[EXERCISE INSTRUCTIONS]
Everything from the first line below through the line with "else if ratio" is to be transcribed exactly, and nothing past it.

[ENTRIES SUPPLIED]
######

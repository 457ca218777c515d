//! Derived stat calculation.
//!
//! `derive` is a pure function of (attributes, equipment bonuses, encumbrance).
//! The pipeline runs in a fixed order:
//! 1. Effective attributes (base + attribute-named equipment bonuses)
//! 2. Base formulas
//! 3. Flat equipment bonuses for every matching derived field
//! 4. Percentage equipment bonuses
//! 5. Encumbrance scaling of movement and regeneration

use crate::character::{Attribute, AttributeSet};
use crate::equipment::EquipmentBonuses;
use serde::{Deserialize, Serialize};
use std::fmt;
use tracing::debug;

/// Base movement speed in feet per round.
pub const BASE_MOVE_SPEED: i32 = 30;
pub const BASE_SWIM_SPEED: i32 = 10;
pub const BASE_CLIMB_SPEED: i32 = 15;

/// Carry-weight state.
#[derive(Debug, Clone, Copy, PartialEq, Eq, Hash, Serialize, Deserialize, Default)]
#[serde(rename_all = "lowercase")]
pub enum EncumbranceTier {
    #[default]
    Normal,
    Encumbered,
    Overencumbered,
}

impl EncumbranceTier {
    /// Classify a carried load. Capacity is split into three equal sections:
    /// the first third is unencumbered, the second encumbered, anything beyond
    /// overencumbered.
    pub fn from_load(carried: f64, capacity: f64) -> Self {
        if capacity <= 0.0 {
            return if carried > 0.0 {
                EncumbranceTier::Overencumbered
            } else {
                EncumbranceTier::Normal
            };
        }
        let ratio = carried / capacity;
        if ratio <= 1.0 / 3.0 {
            EncumbranceTier::Normal
        } else if ratio <= 2.0 / 3.0 {
            EncumbranceTier::Encumbered
        } else {
            EncumbranceTier::Overencumbered
        }
    }
}

impl fmt::Display for EncumbranceTier {
    fn fmt(&self, f: &mut fmt::Formatter<'_>) -> fmt::Result {
        let name = match self {
            EncumbranceTier::Normal => "normal",
            EncumbranceTier::Encumbered => "encumbered",
            EncumbranceTier::Overencumbered => "overencumbered",
        };
        write!(f, "{name}")
    }
}

/// Everything computed from attributes and equipment.
#[derive(Debug, Clone, Copy, PartialEq, Eq, Serialize, Deserialize)]
#[serde(rename_all = "camelCase")]
pub struct DerivedStats {
    pub max_health: i32,
    pub max_mana: i32,
    pub health_regen: i32,
    pub mana_regen: i32,
    pub melee_damage: i32,
    pub spell_damage: i32,
    pub healing_power: i32,
    pub ranged_damage: i32,
    pub armor: i32,
    pub crit_chance: i32,
    pub carrying_capacity: i32,
    pub move_speed: i32,
    pub swim_speed: i32,
    pub climb_speed: i32,
}

/// Percentage bonus keys and the field each one scales.
const PERCENT_BONUSES: [(&str, &str); 5] = [
    ("maxHealthPercent", "maxHealth"),
    ("maxManaPercent", "maxMana"),
    ("healthRegenPercent", "healthRegen"),
    ("manaRegenPercent", "manaRegen"),
    ("healingPowerPercent", "healingPower"),
];

impl DerivedStats {
    /// Base formulas, before any equipment bonus. Products saturate at the `i32`
    /// limits.
    pub fn base(attrs: &AttributeSet) -> Self {
        Self {
            max_health: attrs.constitution.saturating_mul(5),
            max_mana: attrs.intelligence.saturating_mul(5),
            health_regen: attrs.constitution.div_euclid(2),
            mana_regen: attrs.intelligence.saturating_add(attrs.spirit).div_euclid(4),
            melee_damage: attrs.strength.div_euclid(2),
            spell_damage: attrs.intelligence.div_euclid(2),
            healing_power: attrs.spirit.div_euclid(2),
            ranged_damage: attrs.agility.div_euclid(2),
            armor: attrs.agility.div_euclid(2),
            crit_chance: attrs.agility.div_euclid(5),
            carrying_capacity: attrs.strength.saturating_mul(15),
            move_speed: BASE_MOVE_SPEED,
            swim_speed: BASE_SWIM_SPEED,
            climb_speed: BASE_CLIMB_SPEED,
        }
    }

    /// Look up a field by its camelCase name.
    pub fn get(&self, name: &str) -> Option<i32> {
        let mut copy = *self;
        copy.field_mut(name).map(|v| *v)
    }

    fn field_mut(&mut self, name: &str) -> Option<&mut i32> {
        let field = match name {
            "maxHealth" => &mut self.max_health,
            "maxMana" => &mut self.max_mana,
            "healthRegen" => &mut self.health_regen,
            "manaRegen" => &mut self.mana_regen,
            "meleeDamage" | "damage" => &mut self.melee_damage,
            "spellDamage" => &mut self.spell_damage,
            "healingPower" => &mut self.healing_power,
            "rangedDamage" => &mut self.ranged_damage,
            "armor" => &mut self.armor,
            "critChance" => &mut self.crit_chance,
            "carryingCapacity" => &mut self.carrying_capacity,
            "moveSpeed" => &mut self.move_speed,
            "swimSpeed" => &mut self.swim_speed,
            "climbSpeed" => &mut self.climb_speed,
            _ => return None,
        };
        Some(field)
    }

    fn apply_flat_bonuses(&mut self, bonuses: &EquipmentBonuses) {
        for (stat, delta) in &bonuses.scalars {
            if let Some(field) = self.field_mut(stat) {
                *field = field.saturating_add(*delta);
            }
        }
    }

    fn apply_percent_bonuses(&mut self, bonuses: &EquipmentBonuses) {
        for (key, target) in PERCENT_BONUSES {
            let percent = bonuses.scalar(key);
            if percent == 0 {
                continue;
            }
            if let Some(field) = self.field_mut(target) {
                *field = scale(*field, 1.0 + f64::from(percent) / 100.0);
            }
        }
    }

    fn apply_encumbrance(&mut self, tier: EncumbranceTier) {
        match tier {
            EncumbranceTier::Normal => {}
            EncumbranceTier::Encumbered => {
                self.move_speed = scale(self.move_speed, 0.75);
                self.health_regen = scale(self.health_regen, 0.5);
                self.mana_regen = scale(self.mana_regen, 0.5);
                self.swim_speed = scale(self.swim_speed, 0.95);
                self.climb_speed = scale(self.climb_speed, 0.95);
            }
            EncumbranceTier::Overencumbered => {
                self.move_speed = scale(self.move_speed, 0.25);
                self.health_regen = 0;
                self.mana_regen = 0;
                self.swim_speed = scale(self.swim_speed, 0.85);
                self.climb_speed = scale(self.climb_speed, 0.85);
            }
        }
    }
}

fn scale(value: i32, factor: f64) -> i32 {
    (f64::from(value) * factor).floor() as i32
}

/// Base attributes plus any equipment bonus named after an attribute.
pub fn effective_attributes(attrs: &AttributeSet, bonuses: &EquipmentBonuses) -> AttributeSet {
    let mut effective = *attrs;
    for attribute in Attribute::ALL {
        let bonus = bonuses.scalar(attribute.key());
        if bonus != 0 {
            effective.set(attribute, attrs.get(attribute).saturating_add(bonus));
        }
    }
    effective
}

/// Compute the full derived stat set.
pub fn derive(
    attrs: &AttributeSet,
    bonuses: &EquipmentBonuses,
    tier: EncumbranceTier,
) -> DerivedStats {
    let effective = effective_attributes(attrs, bonuses);
    let mut stats = DerivedStats::base(&effective);
    stats.apply_flat_bonuses(bonuses);
    stats.apply_percent_bonuses(bonuses);
    stats.apply_encumbrance(tier);

    debug!(
        encumbrance = %tier,
        max_health = stats.max_health,
        max_mana = stats.max_mana,
        armor = stats.armor,
        move_speed = stats.move_speed,
        "derived stats recomputed"
    );
    stats
}

#[cfg(test)]
mod tests {
    use super::*;
    use crate::equipment::{EquipmentSlot, EquipmentSlots, Item, ItemEffect};

    fn bonuses_from(effects: Vec<ItemEffect>) -> EquipmentBonuses {
        let mut slots = EquipmentSlots::new();
        slots.set(
            EquipmentSlot::Chest,
            Some(Item::new("test", "Test Item").with_effects(effects)),
        );
        slots.bonuses()
    }

    #[test]
    fn test_strength_sixteen_no_equipment() {
        let attrs = AttributeSet::default().with(Attribute::Strength, 16);
        let stats = derive(&attrs, &EquipmentBonuses::new(), EncumbranceTier::Normal);
        assert_eq!(stats.melee_damage, 8);
        assert_eq!(stats.carrying_capacity, 240);
    }

    #[test]
    fn test_base_formulas() {
        let attrs = AttributeSet::new(12, 15, 14, 13, 11, 10);
        let stats = derive(&attrs, &EquipmentBonuses::new(), EncumbranceTier::Normal);
        assert_eq!(stats.max_health, 55);
        assert_eq!(stats.max_mana, 70);
        assert_eq!(stats.health_regen, 5);
        assert_eq!(stats.mana_regen, 6);
        assert_eq!(stats.spell_damage, 7);
        assert_eq!(stats.healing_power, 6);
        assert_eq!(stats.ranged_damage, 7);
        assert_eq!(stats.armor, 7);
        assert_eq!(stats.crit_chance, 3);
        assert_eq!(stats.move_speed, 30);
    }

    #[test]
    fn test_flat_bonuses_add_after_base() {
        let bonuses = bonuses_from(vec![
            ItemEffect::scalar("armor", 5),
            ItemEffect::scalar("moveSpeed", 10),
            ItemEffect::scalar("damage", 2),
            ItemEffect::scalar("critChance", 1),
        ]);
        let stats = derive(&AttributeSet::default(), &bonuses, EncumbranceTier::Normal);
        assert_eq!(stats.armor, 10);
        assert_eq!(stats.move_speed, 40);
        assert_eq!(stats.melee_damage, 7);
        assert_eq!(stats.crit_chance, 3);
    }

    #[test]
    fn test_attribute_bonuses_feed_formulas() {
        let bonuses = bonuses_from(vec![ItemEffect::scalar("constitution", 4)]);
        let stats = derive(&AttributeSet::default(), &bonuses, EncumbranceTier::Normal);
        assert_eq!(stats.max_health, 70);
        assert_eq!(stats.health_regen, 7);
    }

    #[test]
    fn test_percent_bonuses() {
        let bonuses = bonuses_from(vec![
            ItemEffect::scalar("maxHealth", 10),
            ItemEffect::scalar("maxHealthPercent", 10),
        ]);
        let stats = derive(&AttributeSet::default(), &bonuses, EncumbranceTier::Normal);
        // (50 + 10) * 1.1
        assert_eq!(stats.max_health, 66);
    }

    #[test]
    fn test_encumbrance_scales_post_equipment_values() {
        let bonuses = bonuses_from(vec![
            ItemEffect::scalar("moveSpeed", 10),
            ItemEffect::scalar("healthRegen", 3),
        ]);
        let attrs = AttributeSet::default();

        let encumbered = derive(&attrs, &bonuses, EncumbranceTier::Encumbered);
        assert_eq!(encumbered.move_speed, 30); // floor(40 * 0.75)
        assert_eq!(encumbered.health_regen, 4); // floor(8 * 0.5)
        assert_eq!(encumbered.mana_regen, 2); // floor(5 * 0.5)

        let over = derive(&attrs, &bonuses, EncumbranceTier::Overencumbered);
        assert_eq!(over.move_speed, 10);
        assert_eq!(over.health_regen, 0);
        assert_eq!(over.mana_regen, 0);
        assert_eq!(over.swim_speed, 8);
    }

    #[test]
    fn test_derive_is_idempotent() {
        let attrs = AttributeSet::new(17, 9, 13, 8, 15, 12);
        let bonuses = bonuses_from(vec![ItemEffect::scalar("armor", 3)]);
        let first = derive(&attrs, &bonuses, EncumbranceTier::Encumbered);
        let second = derive(&attrs, &bonuses, EncumbranceTier::Encumbered);
        assert_eq!(first, second);
    }

    #[test]
    fn test_extreme_values_saturate() {
        let attrs = AttributeSet::new(i32::MIN, 10, i32::MAX, i32::MAX, i32::MAX, 10);
        let bonuses = bonuses_from(vec![
            ItemEffect::scalar("armor", i32::MAX),
            ItemEffect::scalar("armor", 1),
            ItemEffect::scalar("constitution", i32::MAX),
            ItemEffect::scalar("maxHealthPercent", 50),
        ]);
        let stats = derive(&attrs, &bonuses, EncumbranceTier::Normal);
        assert_eq!(stats.max_health, i32::MAX);
        assert_eq!(stats.max_mana, i32::MAX);
        assert_eq!(stats.mana_regen, i32::MAX / 4);
        assert_eq!(stats.carrying_capacity, i32::MIN);
        assert_eq!(stats.armor, i32::MAX);
    }

    #[test]
    fn test_get_by_name() {
        let stats = DerivedStats::base(&AttributeSet::default());
        assert_eq!(stats.get("maxHealth"), Some(50));
        assert_eq!(stats.get("moveSpeed"), Some(30));
        assert_eq!(stats.get("charm"), None);
    }

    #[test]
    fn test_encumbrance_from_load() {
        assert_eq!(EncumbranceTier::from_load(50.0, 150.0), EncumbranceTier::Normal);
        assert_eq!(EncumbranceTier::from_load(90.0, 150.0), EncumbranceTier::Encumbered);
        assert_eq!(
            EncumbranceTier::from_load(120.0, 150.0),
            EncumbranceTier::Overencumbered
        );
        assert_eq!(EncumbranceTier::from_load(0.0, 0.0), EncumbranceTier::Normal);
    }
}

######

[REPLY TO THE EXERCISE]
repository 457ca218777c515d
//! Derived stat calculation.
//!
//! `derive` is a pure function of (attributes, equipment bonuses, encumbrance).
//! The pipeline runs in a fixed order:
//! 1. Effective attributes (base + attribute-named equipment bonuses)
//! 2. Base formulas
//! 3. Flat equipment bonuses for every matching derived field
//! 4. Percentage equipment bonuses
//! 5. Encumbrance scaling of movement and regeneration

use crate::character::{Attribute, AttributeSet};
use crate::equipment::EquipmentBonuses;
use serde::{Deserialize, Serialize};
use std::fmt;
use tracing::debug;

/// Base movement speed in feet per round.
pub const BASE_MOVE_SPEED: i32 = 30;
pub const BASE_SWIM_SPEED: i32 = 10;
pub const BASE_CLIMB_SPEED: i32 = 15;

/// Carry-weight state.
#[derive(Debug, Clone, Copy, PartialEq, Eq, Hash, Serialize, Deserialize, Default)]
#[serde(rename_all = "lowercase")]
pub enum EncumbranceTier {
    #[default]
    Normal,
    Encumbered,
    Overencumbered,
}

impl EncumbranceTier {
    /// Classify a carried load. Capacity is split into three equal sections:
    /// the first third is unencumbered, the second encumbered, anything beyond
    /// overencumbered.
    pub fn from_load(carried: f64, capacity: f64) -> Self {
        if capacity <= 0.0 {
            return if carried > 0.0 {
                EncumbranceTier::Overencumbered
            } else {
                EncumbranceTier::Normal
            };
        }
        let ratio = carried / capacity;
        if ratio <= 1.0 / 3.0 {
            EncumbranceTier::Normal
        } else if ratio <= 2.0 / 3.0 {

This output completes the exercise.